Once upon a time, UO had a plan for raises

3/6/2013: In June 2009, the news broke in the University of Missouri student newspaper that their faculty were paid the second least in the AAU:

A recently released study done by the American Association of University Professors reports MU salaries for ranked professors second to last out of 34 public institutions studied, ahead of only the University of Oregon.

Bad news for the quality of their education and the long-term value of their degrees – really impresses grad schools and employers when they just read your degree comes from a school just kicked out of the AAU. Incoming UO President Lariviere made fixing UO salaries a top priority. The Register Guard editorial board got behind it too:

APPEARED IN PRINT: SUNDAY, JUNE 14, 2009, PAGE G2

In a time of 12.1 percent unemployment, Oregonians may have a hard time mustering much sympathy for University of Oregon faculty members whose pay averages a mere $73,300 a year. But by national, even regional, standards, faculty pay at the UO is scandalously low. 

Lariviere made a plan: It varied, but this is pretty close, from the version on the CAS website. My read is that this plan would have required average increases of 5-8% per year, for 3 years, to be implemented on these dates:

Fall 2011: A percentage raise that varied by rank and department but was consistent within, with the goal of moving the average UO salary 1/3 of the distance to the AAU peers department and rank. So if full profs in biology at our peers made $115K, and $100K at UO, every bio full prof would get a 5% raise. These raises were implemented in 2011 and, ranged from 0% to as much as 10% or so. They left us still far below our peers. 

Fall 2012: A pool of merit money sufficient to raise average salaries by dept and rank 50% of the remaining distance to the AAU peers. Distributed by the colleges and departments on merit. Deadwood to get nothing, lots for the stars. 

This never happened.

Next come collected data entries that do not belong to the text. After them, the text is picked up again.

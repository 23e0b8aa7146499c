use crate::constants;
use crate::processors::{self, CleanupOutcome, Step, TransferFailure, TransferOutput};
use crate::web::{Request, Response, Result};

fn text(status: u16, body: String) -> Response {
  Response::builder(status).body(body).build()
}

fn copy_response(result: std::result::Result<TransferOutput, TransferFailure>) -> Response {
  match result {
    Ok(_) => text(200, constants::COPY_SUCCESS.to_string()),
    Err(TransferFailure::JobErrors { details, .. }) => {
      text(500, format!("{} {}", constants::COPY_JOB_FAILED, details))
    }
    Err(TransferFailure::Warehouse { error, .. }) => {
      text(500, format!("{} {}", constants::COPY_CLIENT_FAILED, error))
    }
  }
}

fn materialize_response(result: std::result::Result<TransferOutput, TransferFailure>) -> Response {
  match result {
    Ok(TransferOutput::Materialized { table, cleanup, .. }) => {
      let body = match cleanup {
        CleanupOutcome::Failed(reason) => format!(
          "{} {} (staging table left in place: {})",
          constants::MATERIALIZE_SUCCESS,
          table,
          reason
        ),
        _ => format!("{} {}", constants::MATERIALIZE_SUCCESS, table),
      };
      text(200, body)
    }
    Ok(other) => {
      log::error!("unexpected output from materialization - {:?}", other);
      text(500, format!("{} {:?}", constants::MATERIALIZE_CLIENT_FAILED, other))
    }
    Err(TransferFailure::JobErrors { step, details }) => {
      let number = match step {
        Step::Destination => 2,
        _ => 1,
      };
      text(500, format!("BigQuery job {} failed. Errors: {}", number, details))
    }
    Err(TransferFailure::Warehouse { error, .. }) => {
      text(500, format!("{} {}", constants::MATERIALIZE_CLIENT_FAILED, error))
    }
  }
}

pub async fn copy(request: Request) -> Result {
  let services = request.state();
  log::info!("copy requested ({} {})", request.method(), request.url().path());
  let result = processors::copy(services.warehouse(), &services.config().copy).await;
  Ok(copy_response(result))
}

pub async fn materialize(request: Request) -> Result {
  let services = request.state();
  log::info!("materialization requested ({} {})", request.method(), request.url().path());
  let result = processors::materialize(services.warehouse(), &services.config().materialize).await;
  Ok(materialize_response(result))
}

#[cfg(test)]
mod tests {
  use std::sync::Arc;

  use http_types::{Method, StatusCode, Url};

  use crate::env::Config;
  use crate::routes::application;
  use crate::warehouse::testing::{Call, Recorder};
  use crate::Services;
  use ferry::{FinishedJob, WarehouseError};

  fn invoke(recorder: Arc<Recorder>, config: Config, method: Method, path: &str) -> (StatusCode, String) {
    let app = application(Services::with_warehouse(config, recorder));
    let url = Url::parse(&format!("http://ferrybot.local{}", path)).unwrap();
    let request = http_types::Request::new(method, url);

    async_std::task::block_on(async {
      let mut response: http_types::Response = app.respond(request).await.unwrap();
      let body = response.body_string().await.unwrap();
      (response.status(), body)
    })
  }

  fn defaults() -> Config {
    Config::from_lookup(|_| None).unwrap()
  }

  #[test]
  fn test_copy_success() {
    let recorder = Arc::new(Recorder::scripted(vec![Ok(FinishedJob::succeeded("ferry_copy_1"))]));
    let (status, body) = invoke(recorder.clone(), defaults(), Method::Post, "/copy");

    assert_eq!(status, StatusCode::Ok);
    assert_eq!(body, "BigQuery table copy job succeeded!");
    assert_eq!(recorder.calls().len(), 1);
  }

  #[test]
  fn test_copy_any_method() {
    let recorder = Arc::new(Recorder::scripted(vec![Ok(FinishedJob::succeeded("ferry_copy_1"))]));
    let (status, _) = invoke(recorder, defaults(), Method::Get, "/copy");
    assert_eq!(status, StatusCode::Ok);
  }

  #[test]
  fn test_copy_job_errors() {
    let job = FinishedJob::failed("ferry_copy_1", vec!["quota exceeded"]);
    let recorder = Arc::new(Recorder::scripted(vec![Ok(job)]));
    let (status, body) = invoke(recorder, defaults(), Method::Post, "/copy");

    assert_eq!(status, StatusCode::InternalServerError);
    assert!(body.contains("quota exceeded"));
    assert_eq!(body, "Error: Copy job failed with errors. quota exceeded");
  }

  #[test]
  fn test_copy_client_failure() {
    let error = WarehouseError::Api {
      status: 404,
      message: "Not found: Table gs-digital-uniteddata-prod:united_products_referential_eu.d_bem_chain_type".into(),
    };
    let recorder = Arc::new(Recorder::scripted(vec![Err(error)]));
    let (status, body) = invoke(recorder, defaults(), Method::Post, "/copy");

    assert_eq!(status, StatusCode::InternalServerError);
    assert!(body.starts_with("Error: BigQuery copy job failed. 404 Not found"));
  }

  #[test]
  fn test_materialize_success() {
    let recorder = Arc::new(Recorder::scripted(vec![
      Ok(FinishedJob::succeeded("ferry_query_1")),
      Ok(FinishedJob::succeeded("ferry_query_2")),
    ]));
    let (status, body) = invoke(recorder.clone(), defaults(), Method::Post, "/materialize");

    assert_eq!(status, StatusCode::Ok);
    assert_eq!(body, "Success: View materialized to table d_bem_chain_typexx");

    let config = defaults();
    assert_eq!(
      recorder.calls(),
      vec![
        Call::Query(config.materialize.staging_statement(), None),
        Call::Query(config.materialize.destination_statement(), None),
      ]
    );
  }

  #[test]
  fn test_materialize_first_step_fails() {
    let recorder = Arc::new(Recorder::scripted(vec![
      Ok(FinishedJob::failed("ferry_query_1", vec!["Access Denied: View", "invalid query"])),
      Ok(FinishedJob::succeeded("ferry_query_2")),
    ]));
    let (status, body) = invoke(recorder.clone(), defaults(), Method::Post, "/materialize");

    assert_eq!(status, StatusCode::InternalServerError);
    assert_eq!(body, "BigQuery job 1 failed. Errors: Access Denied: View\ninvalid query");
    assert_eq!(recorder.calls().len(), 1);
  }

  #[test]
  fn test_materialize_second_step_fails() {
    let recorder = Arc::new(Recorder::scripted(vec![
      Ok(FinishedJob::succeeded("ferry_query_1")),
      Ok(FinishedJob::failed("ferry_query_2", vec!["quota exceeded"])),
    ]));
    let (status, body) = invoke(recorder, defaults(), Method::Post, "/materialize");

    assert_eq!(status, StatusCode::InternalServerError);
    assert_eq!(body, "BigQuery job 2 failed. Errors: quota exceeded");
  }

  #[test]
  fn test_materialize_client_failure() {
    let recorder = Arc::new(Recorder::scripted(vec![Err(WarehouseError::Other("boom".into()))]));
    let (status, body) = invoke(recorder.clone(), defaults(), Method::Put, "/materialize");

    assert_eq!(status, StatusCode::InternalServerError);
    assert_eq!(body, "An unexpected error occurred: boom");
    assert_eq!(recorder.calls().len(), 1);
  }

  #[test]
  fn test_materialize_cleanup_failure_still_succeeds() {
    let config = Config::from_lookup(|key| match key {
      "FERRY_DROP_STAGING" => Some("true".into()),
      _ => None,
    })
    .unwrap();
    let recorder = Arc::new(Recorder::scripted(vec![
      Ok(FinishedJob::succeeded("ferry_query_1")),
      Ok(FinishedJob::succeeded("ferry_query_2")),
      Ok(FinishedJob::failed("ferry_query_3", vec!["table is locked"])),
    ]));
    let (status, body) = invoke(recorder.clone(), config, Method::Post, "/materialize");

    assert_eq!(status, StatusCode::Ok);
    assert_eq!(
      body,
      "Success: View materialized to table d_bem_chain_typexx (staging table left in place: table is locked)"
    );
    assert_eq!(recorder.calls().len(), 3);
  }

  #[test]
  fn test_heartbeat() {
    let recorder = Arc::new(Recorder::default());
    let (status, body) = invoke(recorder.clone(), defaults(), Method::Get, "/heartbeat");

    assert_eq!(status, StatusCode::Ok);
    let parsed = serde_json::from_str::<serde_json::Value>(&body).unwrap();
    assert!(parsed["version"].is_string());
    assert!(parsed["time"].is_string());
    assert!(recorder.calls().is_empty());
  }
}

Bob Berdahl sat on his ass, and so the faculty unionized. 

No later than Fall 2013: A pool of merit/equity money sufficient to bring averages al the way to the AAU peers, to be distributed using a mix of merit and equity considerations. 

Gottfredson did nothing to implement this, but he did reject the union’s stop-gap 3.5% proposal.

Now new President Mike Gottfredson has his own plan:

Fall 2012: Nothing.  

Spring 2013: 1.5% across the board, but only retroactive to Jan 1. Call it 1%.

Fall 2013: 1.5% across the board then 2% merit.

As we learned from Howard Bunsis’s talk yesterday, the money UO had set aside to implement the Lariviere plan is still there in UO’s accounts. But Moffitt is scared that paying it out will mess up her numbers, and Gottfredson doesn’t have the stones to make her do it.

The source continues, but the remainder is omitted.